An important edge case occurs when the string already contains no '?' characters. In this scenario, the game has no moves at all. The winner is determined entirely by the existing digit sums.

A buggy implementation might incorrectly assume players always make moves or fail to handle zero unknowns properly. The mathematical condition naturally handles this case because both question mark counts become zero.

All Characters Are Question Marks

Consider inputs like "??" or "????".

These cases are tricky because no initial digit information exists. A naive greedy simulation may incorrectly conclude that Alice has an advantage because she moves first.

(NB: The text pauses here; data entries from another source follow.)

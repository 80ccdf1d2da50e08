//! Error types for a results computation.
//!
//! Configuration and ingestion errors are fatal to the run. A consistency
//! error only removes the participant it concerns and is reported as a
//! note. Each carries enough context (feed, line, bib, leg) to correct the
//! source data. Legs are reported 1-based.

use thiserror::Error;

use crate::time::RaceTime;
use crate::types::{Bib, CategoryCode};

/// Malformed or contradictory race configuration.
#[derive(Debug, Error, Clone, PartialEq, Eq)]
pub enum ConfigurationError {
    #[error("race must have at least one segment")]
    NoSegments,

    #[error("{setting} refers to leg {leg}, but the race has {segments} leg(s)")]
    LegOutOfRange {
        setting: &'static str,
        leg: usize,
        segments: usize,
    },

    #[error("mass start on leg 1 is not allowed; the first leg always starts at the race start")]
    MassStartOnFirstLeg,

    #[error("mass start for leg {leg} ({time}) is earlier than the mass start for leg {previous_leg} ({previous})")]
    MassStartsOutOfOrder {
        leg: usize,
        time: RaceTime,
        previous_leg: usize,
        previous: RaceTime,
    },

    #[error("duplicate {kind} category: {code}")]
    DuplicateCategory { kind: &'static str, code: CategoryCode },

    #[error("{setting} refers to unknown category: {code}")]
    UnknownCategory {
        setting: &'static str,
        code: CategoryCode,
    },

    #[error("prize allocation order lists {code} more than once")]
    RepeatedAllocation { code: CategoryCode },

    #[error("prize allocation order omits {code}")]
    IncompleteAllocation { code: CategoryCode },

    #[error("time trial waves need a positive interval and at least one runner per wave")]
    InvalidWaves,

    #[error("dead heat declaration needs at least two bibs")]
    DeadHeatTooSmall,

    #[error("{setting} refers to bib {bib}, which has no entry")]
    UnknownBib { setting: &'static str, bib: Bib },
}

/// A problem with the entries or timing feeds.
#[derive(Debug, Error, Clone, PartialEq, Eq)]
pub enum IngestionError {
    #[error("{feed} line {line}: {reason}")]
    Malformed {
        feed: String,
        line: usize,
        reason: String,
    },

    #[error("{feed} line {line}: time {time} is earlier than the preceding {previous}")]
    OutOfOrder {
        feed: String,
        line: usize,
        time: RaceTime,
        previous: RaceTime,
    },

    #[error("{feed} line {line}: duplicate bib {bib}")]
    DuplicateBib { feed: String, line: usize, bib: Bib },

    #[error("{feed} line {line}: bib {bib} has no entry")]
    UnregisteredBib { feed: String, line: usize, bib: Bib },

    #[error("{feed} line {line}: bib {bib} already has a result for every leg")]
    SurplusResult { feed: String, line: usize, bib: Bib },

    #[error("{feed} line {line}: bib {bib} has unknown category {code}")]
    UnknownCategory {
        feed: String,
        line: usize,
        bib: Bib,
        code: String,
    },

    #[error("{feed} line {line}: duplicate entry name '{name}'")]
    DuplicateName {
        feed: String,
        line: usize,
        name: String,
    },

    #[error("{feed} line {line}: bib {bib} names {found} runner(s) for {expected} leg(s)")]
    RunnerCount {
        feed: String,
        line: usize,
        bib: Bib,
        found: usize,
        expected: usize,
    },
}

/// Recorded data that contradicts the race's timing rules.
#[derive(Debug, Error, Clone, PartialEq, Eq)]
pub enum ConsistencyError {
    #[error("bib {bib} leg {leg}: finish {finish} is earlier than start {start}")]
    FinishBeforeStart {
        bib: Bib,
        leg: usize,
        start: RaceTime,
        finish: RaceTime,
    },
}

/// A failure that aborts a results computation.
#[derive(Debug, Error, Clone, PartialEq, Eq)]
pub enum EngineError {
    #[error("configuration error: {0}")]
    Configuration(#[from] ConfigurationError),

    #[error("ingestion error: {0}")]
    Ingestion(#[from] IngestionError),
}
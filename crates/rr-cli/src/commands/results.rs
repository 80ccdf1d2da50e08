//! Results command for printing overall standings.
//!
//! Several races can be given at once; they are computed in parallel and
//! printed in argument order.

use std::fmt::Write as _;
use std::io::Write;
use std::path::{Path, PathBuf};

use anyhow::Result;
use rayon::prelude::*;
use rr_core::{CategoryCode, OverallResult, RaceResults, RaceTime};

use super::util::load_results;

pub(crate) fn time_or_dash(time: Option<RaceTime>) -> String {
    time.map_or_else(|| "-".to_string(), |t| t.to_string())
}

pub(crate) fn underline(title: &str) -> String {
    "─".repeat(title.chars().count())
}

fn format_leg_lines(output: &mut String, result: &OverallResult) {
    for (index, segment) in result.segments.iter().enumerate() {
        let runner = result.runners.get(index).map_or("", String::as_str);
        let mass = if segment.in_mass_start && !segment.dnf {
            "  mass start"
        } else {
            ""
        };
        let split = if segment.dnf {
            "-".to_string()
        } else {
            time_or_dash(segment.duration)
        };
        writeln!(
            output,
            "{:11}leg {}  {:<12} {:>8} {:>8}{mass}",
            "",
            index + 1,
            runner,
            split,
            time_or_dash(segment.running_total)
        )
        .unwrap();
    }
}

/// Formats the overall standings of one race.
pub fn format_results(results: &RaceResults, notes: bool) -> String {
    let mut output = String::new();

    let title = format!("RESULTS: {}", results.race);
    writeln!(output, "{title}").unwrap();
    writeln!(output, "{}", underline(&title)).unwrap();

    if results.overall.is_empty() {
        writeln!(output, "No entries.").unwrap();
    } else {
        writeln!(
            output,
            "{:<4} {:>4}  {:<12} {:<12} {:<4} {:>8}",
            "Pos", "Bib", "Name", "Club", "Cat", "Time"
        )
        .unwrap();
    }

    for result in &results.overall {
        let prizes = if result.prizes.is_empty() {
            String::new()
        } else {
            let codes: Vec<&str> = result.prizes.iter().map(CategoryCode::as_str).collect();
            format!("  {}", codes.join(", "))
        };
        writeln!(
            output,
            "{:<4} {:>4}  {:<12} {:<12} {:<4} {:>8}{prizes}",
            result.position,
            result.bib.value(),
            result.name,
            result.club,
            result.category.as_str(),
            result.performance.to_string()
        )
        .unwrap();
        if results.segments > 1 {
            format_leg_lines(&mut output, result);
        }
    }

    if notes && !results.notes.is_empty() {
        writeln!(output).unwrap();
        writeln!(output, "NOTES").unwrap();
        writeln!(output, "─────").unwrap();
        for note in &results.notes {
            writeln!(output, "- {note}").unwrap();
        }
    }

    output
}

pub fn run<W: Write>(
    writer: &mut W,
    races: &[PathBuf],
    config_path: Option<&Path>,
    json: bool,
    notes: bool,
) -> Result<()> {
    let computed: Vec<Result<RaceResults>> = races
        .par_iter()
        .map(|path| load_results(path, config_path))
        .collect();
    let computed = computed.into_iter().collect::<Result<Vec<_>>>()?;

    if json {
        let text = match computed.as_slice() {
            [single] => serde_json::to_string_pretty(single)?,
            all => serde_json::to_string_pretty(all)?,
        };
        writeln!(writer, "{text}")?;
        return Ok(());
    }

    for (index, results) in computed.iter().enumerate() {
        if index > 0 {
            writeln!(writer)?;
        }
        write!(writer, "{}", format_results(results, notes))?;
    }
    Ok(())
}
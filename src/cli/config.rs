//! TOML configuration file support.
//!
//! Settings that would otherwise be repeated on every invocation can be kept
//! in a config file:
//!
//! ```toml
//! # agilent-metadata.toml
//! [extraction]
//! validate_schema = false
//!
//! [output]
//! pretty = true
//! ```
//!
//! Command-line flags take precedence over the file.

use anyhow::{Context, Result};
use serde::Deserialize;
use std::path::Path;

use agilent_metadata::xml::ParseOptions;

/// Root configuration structure for agilent-metadata.toml files.
#[derive(Debug, Default, Deserialize)]
pub struct Config {
    /// Extraction settings.
    #[serde(default)]
    pub extraction: ExtractionConfig,

    /// Output settings.
    #[serde(default)]
    pub output: OutputConfig,
}

/// Configuration for reading metadata files.
#[derive(Debug, Default, Deserialize)]
pub struct ExtractionConfig {
    /// Validate files against their bundled schemas.
    pub validate_schema: Option<bool>,
}

/// Configuration for JSON output.
#[derive(Debug, Default, Deserialize)]
pub struct OutputConfig {
    /// Indent the JSON output.
    pub pretty: Option<bool>,
}

/// Settings after merging the config file with command-line flags.
#[derive(Debug, Clone, Copy, PartialEq, Eq)]
pub struct Settings {
    pub options: ParseOptions,
    pub pretty: bool,
}

impl Config {
    /// Load configuration from a TOML file.
    pub fn from_file(path: &Path) -> Result<Self> {
        let content = std::fs::read_to_string(path)
            .with_context(|| format!("Failed to read config file: {}", path.display()))?;

        Self::from_str(&content)
    }

    /// Parse configuration from a TOML string.
    pub fn from_str(content: &str) -> Result<Self> {
        toml::from_str(content).context("Failed to parse TOML configuration")
    }

    /// Apply command-line flags on top of the file settings.
    ///
    /// A flag that was given wins over the file in either direction; unset
    /// flags fall back to the file, then to validating and compact output.
    pub fn merge_flags(&self, validate: Option<bool>, pretty: Option<bool>) -> Settings {
        Settings {
            options: ParseOptions {
                validate_schema: validate
                    .or(self.extraction.validate_schema)
                    .unwrap_or(true),
            },
            pretty: pretty.or(self.output.pretty).unwrap_or(false),
        }
    }
}
use anyhow::{Context, Result};
use log::info;
use std::path::PathBuf;

use agilent_metadata::metadata::{extract_metadata_with, prepare_filepath};

use super::config::Settings;

/// Extract metadata from a run directory and write it as JSON
pub fn run(run: PathBuf, output: Option<PathBuf>, settings: Settings) -> Result<()> {
    if !settings.options.validate_schema {
        info!("Schema validation disabled");
    }

    let metadata = extract_metadata_with(&run, &settings.options)
        .with_context(|| format!("Failed to extract metadata from {}", run.display()))?;

    let json = if settings.pretty {
        metadata.to_json_pretty()?
    } else {
        metadata.to_json()?
    };

    match output {
        Some(path) => {
            let path = prepare_filepath(&path, true)?;
            std::fs::write(&path, json)
                .with_context(|| format!("Failed to write {}", path.display()))?;
            info!("Wrote metadata to {}", path.display());
        }
        None => println!("{}", json),
    }

    Ok(())
}
//! `sample_info.xml`: information about the sample.

use std::ops::Deref;
use std::path::Path;

use serde::{Deserialize, Serialize};

use super::{optional, text};
use crate::schema;
use crate::xml::{
    to_bool, to_int, FromXml, ParseError, ParseOptions, ScalarValue, VersionedList, XmlElement,
    XmlFile,
};

/// A field of sample information
#[derive(Debug, Clone, Default, PartialEq, Serialize, Deserialize)]
pub struct Field {
    /// Name of the field
    pub name: String,
    /// Display name of the field
    pub display_name: String,
    /// Value of the field, typed from its text
    pub value: ScalarValue,
    /// Vendor data type code
    pub data_type: i32,
    /// Units of the value
    pub units: String,
    /// Kind of field, e.g. `SYSTEM`
    pub field_type: String,
    /// Whether the value was overridden
    pub overridden: bool,
}

impl FromXml for Field {
    fn from_xml(element: &XmlElement) -> Result<Self, ParseError> {
        Ok(Self {
            name: optional(element, "Name", text)?.unwrap_or_default(),
            display_name: optional(element, "DisplayName", text)?.unwrap_or_default(),
            value: element
                .child_text("Value")
                .map(ScalarValue::from_text)
                .unwrap_or_default(),
            data_type: optional(element, "DataType", to_int)?.unwrap_or_default(),
            units: optional(element, "Units", text)?.unwrap_or_default(),
            field_type: optional(element, "FieldType", text)?.unwrap_or_default(),
            overridden: optional(element, "Overridden", |v| to_bool(v))?.unwrap_or_default(),
        })
    }
}

/// Sample information fields listed in `sample_info.xml`
#[derive(Debug, Clone, Default, PartialEq, Serialize, Deserialize)]
#[serde(transparent)]
pub struct SampleInfo(VersionedList<Field>);

impl SampleInfo {
    /// Create from existing fields
    pub fn new(version: u32, fields: impl IntoIterator<Item = Field>) -> Self {
        Self(VersionedList::with_items(version, fields))
    }

    /// First field with the given name
    pub fn get_field(&self, name: &str) -> Option<&Field> {
        self.0.iter().find(|field| field.name == name)
    }
}

impl Deref for SampleInfo {
    type Target = VersionedList<Field>;

    fn deref(&self) -> &VersionedList<Field> {
        &self.0
    }
}

impl FromXml for SampleInfo {
    fn from_xml(element: &XmlElement) -> Result<Self, ParseError> {
        let mut fields = VersionedList::<Field>::from_xml_element(element)?;
        fields.append_from_element(element, "Field")?;
        Ok(Self(fields))
    }
}

impl XmlFile for SampleInfo {
    const FILE_NAME: &'static str = "sample_info.xml";
    const SCHEMA: Option<&'static str> = Some(schema::SAMPLE_INFO);
}

/// Read `sample_info.xml` from the given `AcqData` directory
pub fn read_sample_info_xml(dir: impl AsRef<Path>) -> Result<SampleInfo, ParseError> {
    SampleInfo::read_from_dir(dir, &ParseOptions::default())
}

However, symmetry allows Bob to mirror Alice’s influence and force equality. The formula correctly detects this because the current sum difference is zero and the question mark counts are balanced.

Uneven Distribution of Question Marks

Cases like "25??" are subtle because one half contains significantly more flexibility than the other.

A naive implementation might incorrectly compare only current sums without considering future adjustment potential.

The optimal solution explicitly accounts for how many unknown positions remain in each half. The factor of 9 captures the maximum contribution each unmatched pair can create, ensuring these asymmetric situations are handled correctly.